The public radio program "This American Life" on Friday retracted a
story about the harrowing tale of what an artist said he found while
investigating Apple operations in China, citing "numerous fabrications."
The
show's weekend broadcast details inconsistencies in the highly popular
Jan. 6 episode that was an excerpt from writer Mike Daisey's critically
acclaimed one-man show "The Agony and the Ecstasy of Steve Jobs," which
currently is at the Public Theater in New York.
"We're retracting
the story because we can't vouch for its truth," Ira Glass, host of
"This American Life," said in a letter posted on the show's website.
The
New York Times said later Friday that it also had removed a
questionable paragraph from the online archive of an op-ed piece Daisey
wrote for the newspaper in October. Daisey also twisted the truth about
his time in China during an interview with The Associated Press late
last year.
In his monologue, Daisey describes meeting very young
workers who put in very long hours and were forced to do crippling,
repetitive motions at factories that make Apple products in China.

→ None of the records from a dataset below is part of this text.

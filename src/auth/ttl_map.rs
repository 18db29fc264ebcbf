use chrono::Utc;
use rand::Rng;
use std::collections::HashMap;
use std::hash::Hash;
use tokio::sync::RwLock;
use uuid::Uuid;

/// Expiring key/value slots for the short-lived auth handoffs. Expired
/// entries are evicted on insert and on read, so the map stays bounded by
/// live traffic rather than growing until restart.
pub struct TtlMap<K, V> {
    entries: RwLock<HashMap<K, Entry<V>>>,
    ttl_secs: i64,
}

struct Entry<V> {
    value: V,
    expires: i64,
}

impl<K: Eq + Hash, V: Clone> TtlMap<K, V> {
    pub fn new(ttl_secs: i64) -> Self {
        TtlMap {
            entries: RwLock::new(HashMap::new()),
            ttl_secs,
        }
    }

    pub async fn insert(&self, key: K, value: V) {
        let now = Utc::now().timestamp();
        let mut entries = self.entries.write().await;
        entries.retain(|_, entry| entry.expires > now);
        entries.insert(
            key,
            Entry {
                value,
                expires: now + self.ttl_secs,
            },
        );
    }

    pub async fn get(&self, key: &K) -> Option<V> {
        let now = Utc::now().timestamp();
        let mut entries = self.entries.write().await;
        entries.retain(|_, entry| entry.expires > now);
        entries.get(key).map(|entry| entry.value.clone())
    }

    pub async fn remove(&self, key: &K) -> Option<V> {
        let now = Utc::now().timestamp();
        let mut entries = self.entries.write().await;
        entries.retain(|_, entry| entry.expires > now);
        entries.remove(key).map(|entry| entry.value)
    }

    #[cfg(test)]
    async fn force_expire(&self, key: &K) {
        let mut entries = self.entries.write().await;
        if let Some(entry) = entries.get_mut(key) {
            entry.expires = Utc::now().timestamp() - 1;
        }
    }
}

/// Bridges the pre-redirect username choice to the post-callback account
/// creation step. The slot key is an opaque handle given to the client.
pub struct PendingUsernames {
    slots: TtlMap<String, String>,
}

impl PendingUsernames {
    pub fn new(ttl_secs: i64) -> Self {
        PendingUsernames {
            slots: TtlMap::new(ttl_secs),
        }
    }

    pub async fn reserve(&self, username: String) -> String {
        let handle = Uuid::new_v4().to_string();
        self.slots.insert(handle.clone(), username).await;
        handle
    }

    pub async fn take(&self, handle: &str) -> Option<String> {
        self.slots.remove(&handle.to_string()).await
    }
}

/// Email verification codes, keyed by address. A code is consumed on
/// successful verification; a mismatch leaves it in place for a retry.
pub struct VerificationCodes {
    codes: TtlMap<String, String>,
}

impl VerificationCodes {
    pub fn new(ttl_secs: i64) -> Self {
        VerificationCodes {
            codes: TtlMap::new(ttl_secs),
        }
    }

    pub async fn issue(&self, email: &str) -> String {
        let code = format!("{:06}", rand::rng().random_range(0..1_000_000));
        self.codes.insert(email.to_string(), code.clone()).await;
        code
    }

    pub async fn verify(&self, email: &str, code: &str) -> bool {
        let email = email.to_string();
        match self.codes.get(&email).await {
            Some(expected) if expected == code => {
                self.codes.remove(&email).await;
                true
            }
            _ => false,
        }
    }
}

#[cfg(test)]
mod tests {
    use super::*;

    #[tokio::test]
    async fn test_insert_and_take() {
        let map: TtlMap<String, i32> = TtlMap::new(60);
        map.insert("a".to_string(), 1).await;
        assert_eq!(map.get(&"a".to_string()).await, Some(1));
        assert_eq!(map.remove(&"a".to_string()).await, Some(1));
        assert_eq!(map.get(&"a".to_string()).await, None);
    }

    #[tokio::test]
    async fn test_expired_entry_is_gone() {
        let map: TtlMap<String, i32> = TtlMap::new(60);
        map.insert("a".to_string(), 1).await;
        map.force_expire(&"a".to_string()).await;
        assert_eq!(map.get(&"a".to_string()).await, None);
    }

    #[tokio::test]
    async fn test_insert_evicts_expired_entries() {
        let map: TtlMap<String, i32> = TtlMap::new(60);
        map.insert("stale".to_string(), 1).await;
        map.force_expire(&"stale".to_string()).await;
        map.insert("fresh".to_string(), 2).await;

        let entries = map.entries.read().await;
        assert!(!entries.contains_key("stale"));
        assert!(entries.contains_key("fresh"));
    }

    #[tokio::test]
    async fn test_pending_username_slot_is_single_use() {
        let pending = PendingUsernames::new(60);
        let handle = pending.reserve("책벌레".to_string()).await;
        assert_eq!(pending.take(&handle).await, Some("책벌레".to_string()));
        assert_eq!(pending.take(&handle).await, None);
    }

    #[tokio::test]
    async fn test_verification_code_mismatch_keeps_code() {
        let codes = VerificationCodes::new(60);
        let code = codes.issue("a@b.co").await;
        let wrong = if code == "111111" { "222222" } else { "111111" };
        assert!(!codes.verify("a@b.co", wrong).await);
        assert!(codes.verify("a@b.co", &code).await);
        assert!(!codes.verify("a@b.co", &code).await);
    }
}
use axum::{
    extract::State,
    http::{HeaderMap, StatusCode},
    response::Json,
};
use once_cell::sync::Lazy;
use rand::distr::Alphanumeric;
use rand::Rng;
use regex::Regex;
use serde::Deserialize;
use serde_json::{json, Value};
use tracing::warn;

use crate::app_state::AppState;
use crate::auth::{bearer_token, hash_password, verify_password};
use crate::error::{AppError, AppResult};
use crate::models::{Actor, NewUser, SocialProvider};
use crate::store::users::validate_username;

static EMAIL_RE: Lazy<Regex> =
    Lazy::new(|| Regex::new(r"^[^@\s]+@[^@\s]+\.[^@\s]+$").expect("email regex"));

const MIN_PASSWORD_CHARS: usize = 8;
const TEMP_PASSWORD_CHARS: usize = 10;

fn validate_email(email: &str) -> AppResult<()> {
    if !EMAIL_RE.is_match(email) {
        return Err(AppError::Validation("Invalid email address".to_string()));
    }
    Ok(())
}

fn validate_password(password: &str) -> AppResult<()> {
    if password.chars().count() < MIN_PASSWORD_CHARS {
        return Err(AppError::Validation(format!(
            "Password must be at least {} characters",
            MIN_PASSWORD_CHARS
        )));
    }
    Ok(())
}

#[derive(Deserialize)]
pub struct SignupRequest {
    pub username: String,
    pub email: String,
    pub password: String,
    pub code: String,
}

/// Credential signup. The email must have been verified with a code
/// requested beforehand; the code is consumed here.
pub async fn signup_handler(
    State(state): State<AppState>,
    Json(request): Json<SignupRequest>,
) -> AppResult<(StatusCode, Json<Value>)> {
    validate_username(&request.username)?;
    validate_email(&request.email)?;
    validate_password(&request.password)?;

    // Advisory pre-check so a taken name does not burn the code; the UNIQUE
    // constraint below remains the real guard.
    if !state.users.is_username_available(&request.username).await? {
        return Err(AppError::Conflict(format!(
            "Username \"{}\" is already taken",
            request.username
        )));
    }

    if !state
        .verification_codes
        .verify(&request.email, &request.code)
        .await
    {
        return Err(AppError::Validation(
            "Invalid or expired verification code".to_string(),
        ));
    }

    let password_hash = hash_password(&request.password)?;
    let user = state
        .users
        .create(NewUser {
            username: request.username,
            email: Some(request.email),
            password_hash: Some(password_hash),
            ..NewUser::default()
        })
        .await?;

    let token = state.sessions.issue(user.id).await?;
    tracing::info!("Signed up user {} ({})", user.username, user.id);

    Ok((StatusCode::CREATED, Json(json!({"token": token, "user": user}))))
}

#[derive(Deserialize)]
pub struct LoginRequest {
    pub username: String,
    pub password: String,
}

/// Unknown users and wrong passwords are indistinguishable to the caller.
pub async fn login_handler(
    State(state): State<AppState>,
    Json(request): Json<LoginRequest>,
) -> AppResult<Json<Value>> {
    fn rejected() -> AppError {
        AppError::Unauthenticated("Invalid username or password".to_string())
    }

    let user = state
        .users
        .find_by_username(&request.username)
        .await?
        .ok_or_else(rejected)?;

    let hash = user.password_hash.as_deref().ok_or_else(rejected)?;
    if !verify_password(&request.password, hash) {
        return Err(rejected());
    }

    let token = state.sessions.issue(user.id).await?;
    Ok(Json(json!({"token": token, "user": user})))
}

pub async fn logout_handler(
    State(state): State<AppState>,
    _actor: Actor,
    headers: HeaderMap,
) -> AppResult<Json<Value>> {
    if let Some(token) = bearer_token(&headers)? {
        state.sessions.revoke(token).await?;
    }
    Ok(Json(json!({"logged_out": true})))
}

#[derive(Deserialize)]
pub struct PendingUsernameRequest {
    pub username: String,
}

/// Reserves a display name ahead of the provider redirect. The returned
/// handle is presented back on the first social sign-in.
pub async fn pending_username_handler(
    State(state): State<AppState>,
    Json(request): Json<PendingUsernameRequest>,
) -> AppResult<Json<Value>> {
    if !state
        .users
        .is_username_available(&request.username)
        .await?
    {
        return Err(AppError::Conflict(format!(
            "Username \"{}\" is already taken",
            request.username
        )));
    }

    let pending_id = state.pending_usernames.reserve(request.username).await;
    Ok(Json(json!({
        "pending_id": pending_id,
        "expires_in_secs": state.config.auth.handoff_ttl_secs
    })))
}

#[derive(Deserialize)]
pub struct SocialLoginRequest {
    pub provider: String,
    pub provider_user_id: String,
    #[serde(default)]
    pub pending_id: Option<String>,
}

/// Post-callback step of the social flow. The provider handshake itself
/// happens upstream; this exchanges the verified provider identity for a
/// session, creating the account on first sign-in.
pub async fn social_login_handler(
    State(state): State<AppState>,
    Json(request): Json<SocialLoginRequest>,
) -> AppResult<Json<Value>> {
    let provider = SocialProvider::parse(&request.provider).ok_or_else(|| {
        AppError::Validation(format!("Unknown provider: {}", request.provider))
    })?;

    if let Some(user) = state
        .users
        .find_by_provider(provider, &request.provider_user_id)
        .await?
    {
        let token = state.sessions.issue(user.id).await?;
        return Ok(Json(json!({"token": token, "user": user, "created": false})));
    }

    let pending_id = request.pending_id.ok_or_else(|| {
        AppError::Validation("A reserved username is required for first sign-in".to_string())
    })?;
    let username = state.pending_usernames.take(&pending_id).await.ok_or_else(|| {
        AppError::Validation("Username reservation expired or already used".to_string())
    })?;

    let user = state
        .users
        .create(NewUser {
            username,
            provider: Some(provider),
            provider_id: Some(request.provider_user_id),
            ..NewUser::default()
        })
        .await?;

    let token = state.sessions.issue(user.id).await?;
    tracing::info!("Created user {} via {}", user.username, provider.as_str());

    Ok(Json(json!({"token": token, "user": user, "created": true})))
}

#[derive(Deserialize)]
pub struct EmailCodeRequest {
    pub email: String,
}

pub async fn email_code_handler(
    State(state): State<AppState>,
    Json(request): Json<EmailCodeRequest>,
) -> AppResult<Json<Value>> {
    validate_email(&request.email)?;

    let code = state.verification_codes.issue(&request.email).await;

    // Fire-and-forget: delivery failure never fails the request.
    if let Err(e) = state
        .notifier
        .send_verification_code(&request.email, &code)
        .await
    {
        warn!("Failed to send verification code to {}: {}", request.email, e);
    }

    Ok(Json(json!({"sent": true})))
}

#[derive(Deserialize)]
pub struct PasswordResetRequest {
    pub email: String,
}

pub async fn password_reset_handler(
    State(state): State<AppState>,
    Json(request): Json<PasswordResetRequest>,
) -> AppResult<Json<Value>> {
    validate_email(&request.email)?;

    let user = state
        .users
        .find_by_email(&request.email)
        .await?
        .ok_or_else(|| AppError::NotFound("No account with that email".to_string()))?;

    let temporary: String = rand::rng()
        .sample_iter(&Alphanumeric)
        .take(TEMP_PASSWORD_CHARS)
        .map(char::from)
        .collect();

    let password_hash = hash_password(&temporary)?;
    state.users.set_password(user.id, &password_hash).await?;

    if let Err(e) = state
        .notifier
        .send_temporary_password(&request.email, &temporary)
        .await
    {
        warn!("Failed to send temporary password to {}: {}", request.email, e);
    }

    Ok(Json(json!({"reset": true})))
}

Some
he claimed had been poisoned by a chemical called hexane.
But
"This American Life" says Rob Schmitz, a China correspondent for the
public radio show "Marketplace," located and interviewed Daisey's
Chinese interpreter, who disputed much of the artist's claims. Daisey,
under questioning from Glass, admitted in Friday's broadcast that he
didn't meet any poisoned workers and guessed at the ages of some of the
workers he met.
"This American Life" said in its statement that
staffers asked Daisey for his interpreter's contact information while
fact-checking the story and he said the cellphone number he had for her
didn't work anymore and he had no way to reach her.
"At that
point, we should've killed the story," Glass said. "But other things
Daisey told us about Apple's operations in China checked out, and we saw
no reason to doubt him."
Daisey posted on his web site Friday that he stands by his work and that what he does is theater, not journalism.